ASHEVILLE, NC – October 25, 2023 – The COVID-19 metrics are on the CDC’s COVID Dashboard. For the week ending on October 14th:
- Hospital admission levels are low in every county in North Carolina, including Buncombe County, and about 93% of the counties in the U.S. However, they have decreased in North Carolina and increased in Buncombe County from the previous week.
- Between 1-9 of the deaths in North Carolina were due to COVID, the lowest level of 6 groups.
- Emergency room visits for COVID-19 are low in North Carolina. This represents about 2% of all ER visits, the 2nd lowest of 5 levels and fewer than the previous week.
Wastewater monitoring can be used to provide early warning for COVID outbreaks.
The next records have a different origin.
//! Error types for the resolution engine and build runtime

use thiserror::Error;

/// Errors raised while normalizing, resolving, or scheduling a tree.
#[derive(Debug, Error)]
pub enum ResolveError {
  /// A section, sub-configuration, or step is malformed.
  #[error("malformed configuration at {at}: {message}")]
  Structure { at: String, message: String },

  /// A priority is negative or not an integer.
  #[error("priority for '{oid}' must be a non-negative integer, got {value}")]
  Priority { oid: String, value: serde_json::Value },

  /// Two sub-configurations flatten to the same composite id.
  #[error("non-unique configuration id '{oid}'")]
  DuplicateId { oid: String },

  /// An unset argument matched a section with several candidates.
  #[error(
    "multiple '{section}' configurations provided, specify '{argument}' explicitly in '{hint}'"
  )]
  AmbiguousReference {
    section: String,
    argument: String,
    hint: String,
  },
}

impl ResolveError {
  /// Structure error naming the offending location.
  pub fn structure(at: impl Into<String>, message: impl Into<String>) -> Self {
    ResolveError::Structure {
      at: at.into(),
      message: message.into(),
    }
  }
}

/// Errors raised while executing scheduled sub-configurations.
#[derive(Debug, Error)]
pub enum BuildError {
  /// A step, patch, or lookup names something that exists nowhere.
  #[error("'{oid}': unknown reference '{name}'")]
  MissingReference { oid: String, name: String },

  /// The producer could not be constructed.
  #[error("'{oid}': producer construction failed: {message}")]
  ProducerConstruction { oid: String, message: String },

  /// An `__init__` step appeared after the first position.
  #[error("'{oid}': step '__init__' must be the first step")]
  InitStepMisplaced { oid: String },

  /// A required step argument is absent.
  #[error("missing argument '{name}'")]
  MissingArgument { name: String },

  /// A step argument has an unusable shape or type.
  #[error("argument '{name}': {message}")]
  BadArgument { name: String, message: String },

  /// Cache or codec failure inside a producer method.
  #[error("'{oid}': cache operation failed: {message}")]
  Cache { oid: String, message: String },

  /// A producer method failed.
  #[error("{message}")]
  Method { message: String },

  /// Collaborator failure (path discovery, filesystem cache).
  #[error("platform error: {0}")]
  Platform(#[from] confect_platform::PlatformError),
}

/// Top-level error for [`run`](crate::run::run).
#[derive(Debug, Error)]
pub enum RunError {
  /// The tree could not be normalized, resolved, or scheduled.
  #[error("resolution error: {0}")]
  Resolve(#[from] ResolveError),

  /// A sub-configuration failed during execution.
  #[error("build error: {0}")]
  Build(#[from] BuildError),
}
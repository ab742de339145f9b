//! Named codecs for intermediate object state
//!
//! A codec turns an object's JSON payload into bytes and back; which codec
//! a cache step uses is selected by name at execution time.

use serde_json::Value;
use thiserror::Error;

/// Codec failure.
#[derive(Debug, Error)]
pub enum CodecError {
  #[error("encode failed: {0}")]
  Encode(String),

  #[error("decode failed: {0}")]
  Decode(String),
}

/// Byte format for cached object payloads.
pub trait Codec: Send + Sync {
  fn encode(&self, value: &Value) -> Result<Vec<u8>, CodecError>;
  fn decode(&self, bytes: &[u8]) -> Result<Value, CodecError>;
}

/// Pretty-printed JSON, the default codec.
#[derive(Debug, Default, Clone)]
pub struct JsonCodec;

impl Codec for JsonCodec {
  fn encode(&self, value: &Value) -> Result<Vec<u8>, CodecError> {
    serde_json::to_vec_pretty(value).map_err(|e| CodecError::Encode(e.to_string()))
  }

  fn decode(&self, bytes: &[u8]) -> Result<Value, CodecError> {
    serde_json::from_slice(bytes).map_err(|e| CodecError::Decode(e.to_string()))
  }
}

#[cfg(test)]
mod tests {
  use super::*;
  use serde_json::json;

  #[test]
  fn json_round_trip() {
    let codec = JsonCodec;
    let value = json!({"a": 7, "nested": [1, 2, {"b": null}]});
    let bytes = codec.encode(&value).unwrap();
    assert_eq!(codec.decode(&bytes).unwrap(), value);
  }

  #[test]
  fn decode_rejects_garbage() {
    let codec = JsonCodec;
    assert!(matches!(codec.decode(b"not json"), Err(CodecError::Decode(_))));
  }
}
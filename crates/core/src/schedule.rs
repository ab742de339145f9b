//! Priority scheduling
//!
//! Flattens a resolved tree into the totally ordered execution plan:
//! ascending by priority, ties broken by composite id, so the plan is
//! deterministic for any tree.

use std::collections::BTreeSet;

use serde_json::Value;

use crate::error::ResolveError;
use crate::tree::{ConfigTree, SubConfig, compose_id};

/// One entry of the execution plan.
#[derive(Debug, Clone)]
pub struct Scheduled {
  /// Composite id the built object will be stored under.
  pub oid: String,
  /// Effective execution priority (always >= 1).
  pub priority: u64,
  /// The sub-configuration to execute.
  pub config: SubConfig,
}

/// Flatten the tree into execution order.
///
/// Lower priority numbers execute earlier. `priority == 0` entries are
/// validated but excluded from the plan; they may still be referenced
/// structurally.
pub fn schedule(tree: &ConfigTree) -> Result<Vec<Scheduled>, ResolveError> {
  let mut entries = Vec::new();
  let mut seen = BTreeSet::new();

  for (section_id, section) in &tree.sections {
    for (config_id, config) in &section.configs {
      let oid = compose_id(section_id, config_id);
      let priority = parse_priority(&oid, &config.priority)?;
      if priority == 0 {
        continue;
      }
      if !seen.insert(oid.clone()) {
        return Err(ResolveError::DuplicateId { oid });
      }
      entries.push(Scheduled {
        oid,
        priority,
        config: config.clone(),
      });
    }
  }

  entries.sort_by(|a, b| (a.priority, a.oid.as_str()).cmp(&(b.priority, b.oid.as_str())));
  Ok(entries)
}

fn parse_priority(oid: &str, value: &Value) -> Result<u64, ResolveError> {
  value.as_u64().ok_or_else(|| ResolveError::Priority {
    oid: oid.to_string(),
    value: value.clone(),
  })
}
The Buncombe & Henderson counties wastewater data for the week ending on October 11th is on the North Carolina COVID Dashboard.
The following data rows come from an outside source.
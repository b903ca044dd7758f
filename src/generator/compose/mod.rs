use anyhow::{Result, anyhow};

use crate::generator::context::GeneratorContext;
use crate::generator::{MemoryScope, ScopedKeys};
use crate::theme::Theme;
use crate::types::request::GenerationRequest;
use crate::types::research::ResearchContext;

/// Prompt模板 — 固定的系统提示与首尾指令，主体由确定性插值生成，模板内没有任何条件分支
pub struct PromptTemplate {
    pub system_prompt: &'static str,
    pub opening_instruction: &'static str,
    pub closing_instruction: &'static str,
}

/// 创意生成使用的固定模板
pub const IDEA_TEMPLATE: PromptTemplate = PromptTemplate {
    system_prompt: "You are an AI project generator. You turn a topic and its research context \
                    into unique, well-scoped project ideas, and you always answer in well-formed Markdown.",

    opening_instruction: "Based on the focus topic and the research context below, \
                          generate the requested number of unique project ideas.",

    closing_instruction: r#"For each idea, output:
- A title as a Markdown heading, followed by a brief problem statement.
- Concrete deliverables (data collection, model development, evaluation).
- Constraints and scope boundaries appropriate to the stated complexity level.
- Recommended tools and techniques, including a deployment strategy (e.g. web app, mobile app, API).

Format the whole answer as Markdown and separate ideas with a horizontal rule (---)."#,
};

/// 执行组装阶段 — 从Memory取出调研上下文，渲染提示词并存回Memory
pub async fn execute(context: &GeneratorContext, request: &GenerationRequest) -> Result<String> {
    println!("📝 正在组装提示词...");

    let research: ResearchContext = context
        .get_from_memory(MemoryScope::RESEARCH, ScopedKeys::CONTEXT)
        .await
        .ok_or_else(|| anyhow!("调研上下文缺失，无法组装提示词"))?;

    let prompt = compose(request, &research, &context.config.theme);
    context
        .store_to_memory(MemoryScope::COMPOSE, ScopedKeys::PROMPT, &prompt)
        .await?;
    Ok(prompt)
}

/// 确定性的提示词插值。相同的(请求, 上下文, 主题)必然得到相同输出；
/// 上下文字段为空时照常引用，不做任何特判
pub fn compose(request: &GenerationRequest, research: &ResearchContext, theme: &Theme) -> String {
    format!(
        "{opening}\n\n\
         1. Focus Topic: {topic}\n\
         2. Complexity Level: {complexity}\n\
         3. Number of Project Ideas: {count}\n\
         4. Web Research Summary:\n{web_summary}\n\
         5. Related Research Papers:\n{papers}\n\n\
         {flavor}\n{closing}\n",
        opening = IDEA_TEMPLATE.opening_instruction,
        topic = request.topic(),
        complexity = request.complexity(),
        count = request.count(),
        web_summary = research.web_summary,
        papers = research.papers.to_prompt_text(),
        flavor = theme.prompt_flavor(),
        closing = IDEA_TEMPLATE.closing_instruction,
    )
}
- The number of viral gene copies in each water sample is at an orange level representing the 4th highest level of 5 groups, currently between the 60th and 80th percentile relative to the past level measured at the same site.
- The 15-day rate of change of the number of viral gene copies in each water sample has decreased from the previous week, between -10 and -99%, the lowest group of the 2 groups for a negative rate of change.
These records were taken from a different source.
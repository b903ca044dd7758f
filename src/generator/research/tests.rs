#[cfg(test)]
mod tests {
    use crate::generator::research::fetch_web_summary;
    use crate::generator::research::papers::parse_papers_response;
    use crate::generator::research::web::{SearchProvider, extract_summary};
    use crate::types::research::{
        NO_PAPERS_SENTINEL, PAPERS_FETCH_FAILED_SENTINEL, PaperEntry, PaperLookup, ResearchContext,
    };
    use anyhow::{Result, anyhow};
    use async_trait::async_trait;
    use serde_json::json;

    struct StubSearch {
        outcome: Result<String, String>,
    }

    #[async_trait]
    impl SearchProvider for StubSearch {
        async fn search(&self, _query: &str) -> Result<String> {
            match &self.outcome {
                Ok(summary) => Ok(summary.clone()),
                Err(message) => Err(anyhow!(message.clone())),
            }
        }
    }

    #[test]
    fn test_parse_papers_empty_results() {
        let body = json!({ "results": [] });
        assert_eq!(parse_papers_response(&body, 15), PaperLookup::Empty);
    }

    #[test]
    fn test_parse_papers_missing_results_field() {
        let body = json!({ "count": 0 });
        assert_eq!(parse_papers_response(&body, 15), PaperLookup::Empty);
    }

    #[test]
    fn test_parse_papers_caps_at_fifteen_and_keeps_order() {
        let results: Vec<_> = (0..20)
            .map(|i| {
                json!({
                    "paper": {
                        "title": format!("Paper {}", i),
                        "url_abs": format!("https://example.org/{}", i),
                    }
                })
            })
            .collect();
        let body = json!({ "results": results });

        match parse_papers_response(&body, 15) {
            PaperLookup::Found(papers) => {
                assert_eq!(papers.len(), 15);
                // 顺序保持协作方返回的原始顺序，不做重排
                for (i, paper) in papers.iter().enumerate() {
                    assert_eq!(paper.title, format!("Paper {}", i));
                    assert_eq!(paper.url, format!("https://example.org/{}", i));
                }
            }
            other => panic!("expected Found, got {:?}", other),
        }
    }

    #[test]
    fn test_parse_papers_defaults_on_shape_mismatch() {
        let body = json!({
            "results": [
                { "paper": { "url_abs": "https://example.org/a" } },
                { "paper": { "title": "Only Title" } },
                { "unexpected": true },
            ]
        });

        match parse_papers_response(&body, 15) {
            PaperLookup::Found(papers) => {
                assert_eq!(papers[0].title, "No Title");
                assert_eq!(papers[0].url, "https://example.org/a");
                assert_eq!(papers[1].title, "Only Title");
                assert_eq!(papers[1].url, "No URL");
                assert_eq!(papers[2].title, "No Title");
                assert_eq!(papers[2].url, "No URL");
            }
            other => panic!("expected Found, got {:?}", other),
        }
    }

    #[test]
    fn test_paper_lookup_prompt_text() {
        let found = PaperLookup::Found(vec![
            PaperEntry {
                title: "Paper A".to_string(),
                url: "https://example.org/a".to_string(),
            },
            PaperEntry {
                title: "Paper B".to_string(),
                url: "https://example.org/b".to_string(),
            },
        ]);
        assert_eq!(
            found.to_prompt_text(),
            "Paper A: https://example.org/a\nPaper B: https://example.org/b"
        );

        assert_eq!(PaperLookup::Empty.to_prompt_text(), NO_PAPERS_SENTINEL);
        assert_eq!(
            PaperLookup::Failed("API error with status code 500".to_string()).to_prompt_text(),
            "API error with status code 500"
        );
        assert_eq!(
            PaperLookup::Failed(PAPERS_FETCH_FAILED_SENTINEL.to_string()).to_prompt_text(),
            PAPERS_FETCH_FAILED_SENTINEL
        );
    }

    #[test]
    fn test_extract_summary_prefers_answer_box() {
        let body = json!({
            "answer_box": { "answer": "42 ideas", "snippet": "ignored" },
            "organic_results": [ { "snippet": "also ignored" } ]
        });
        assert_eq!(extract_summary(&body), Some("42 ideas".to_string()));
    }

    #[test]
    fn test_extract_summary_falls_back_to_snippet_then_knowledge_graph() {
        let body = json!({ "answer_box": { "snippet": "box snippet" } });
        assert_eq!(extract_summary(&body), Some("box snippet".to_string()));

        let body = json!({ "knowledge_graph": { "description": "a field of study" } });
        assert_eq!(extract_summary(&body), Some("a field of study".to_string()));
    }

    #[test]
    fn test_extract_summary_joins_organic_snippets() {
        let body = json!({
            "organic_results": [
                { "snippet": "first" },
                { "title": "no snippet here" },
                { "snippet": "second" },
            ]
        });
        assert_eq!(extract_summary(&body), Some("first\nsecond".to_string()));
    }

    #[test]
    fn test_extract_summary_none_when_unusable() {
        assert_eq!(extract_summary(&json!({})), None);
        assert_eq!(extract_summary(&json!({ "organic_results": [] })), None);
    }

    #[tokio::test]
    async fn test_fetch_web_summary_passes_through() {
        let provider = StubSearch {
            outcome: Ok("useful summary".to_string()),
        };
        assert_eq!(fetch_web_summary(&provider, "AI").await, "useful summary");
    }

    #[tokio::test]
    async fn test_fetch_web_summary_degrades_to_empty() {
        let provider = StubSearch {
            outcome: Err("quota exceeded".to_string()),
        };
        // 搜索失败降级为空文本，不向调用方抛错
        assert_eq!(fetch_web_summary(&provider, "AI").await, "");
    }

    #[test]
    fn test_research_context_serde_roundtrip() {
        let original = ResearchContext::new(
            "summary".to_string(),
            PaperLookup::Found(vec![PaperEntry {
                title: "Paper A".to_string(),
                url: "https://example.org/a".to_string(),
            }]),
        );

        let serialized = serde_json::to_string(&original).unwrap();
        let restored: ResearchContext = serde_json::from_str(&serialized).unwrap();
        assert_eq!(restored, original);
    }
}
The U.S. Department of Health and Human Services wants everyone to know that:
- COVID-19 can affect people differently. Some people have mild symptoms like a cold and others have more severe symptoms like a bad case of the flu. Some effects can be long-lasting.
- Older adults and immunocompromised people are at a higher risk of developing severe illness and being hospitalized.
The Department of Health and Human Services recommends:
- Stay up-to-date with COVID-19 vaccines. The new updated vaccine is available locally at pharmacies, health centers and at the Buncombe County Health and Human Services Building at 40 Coxe Avenue in Asheville during regular business hours.
- For extra protection, wear an efficient medical grade mask
- People who are positive for COVID-19 or do not feel well should stay home
- People with any COVID symptoms should get tested
- If you test positive, your doctor may recommend medical treatment
If you get COVID, here’s the latest CDC guidelines:
- Isolate for 5 days provided the fever has resolved for at least 24 hours without taking any fever-reducing medicine. (Day 0 is the day that symptoms first appear. If there are no symptoms but a positive test, then day 0 is the day the test was positive.) Isolation means staying home and away from others.
- After the isolation period, wear a high-quality mask around others at home and in public for the next 5 days
- Masking can stop earlier with 2 negative antigen tests taken 48 hours apart
More and more Americans have developed some immunity to COVID-19 from immunizations and previous infection. New variants continue to infect people with the most at-risk groups more susceptible to severe illness.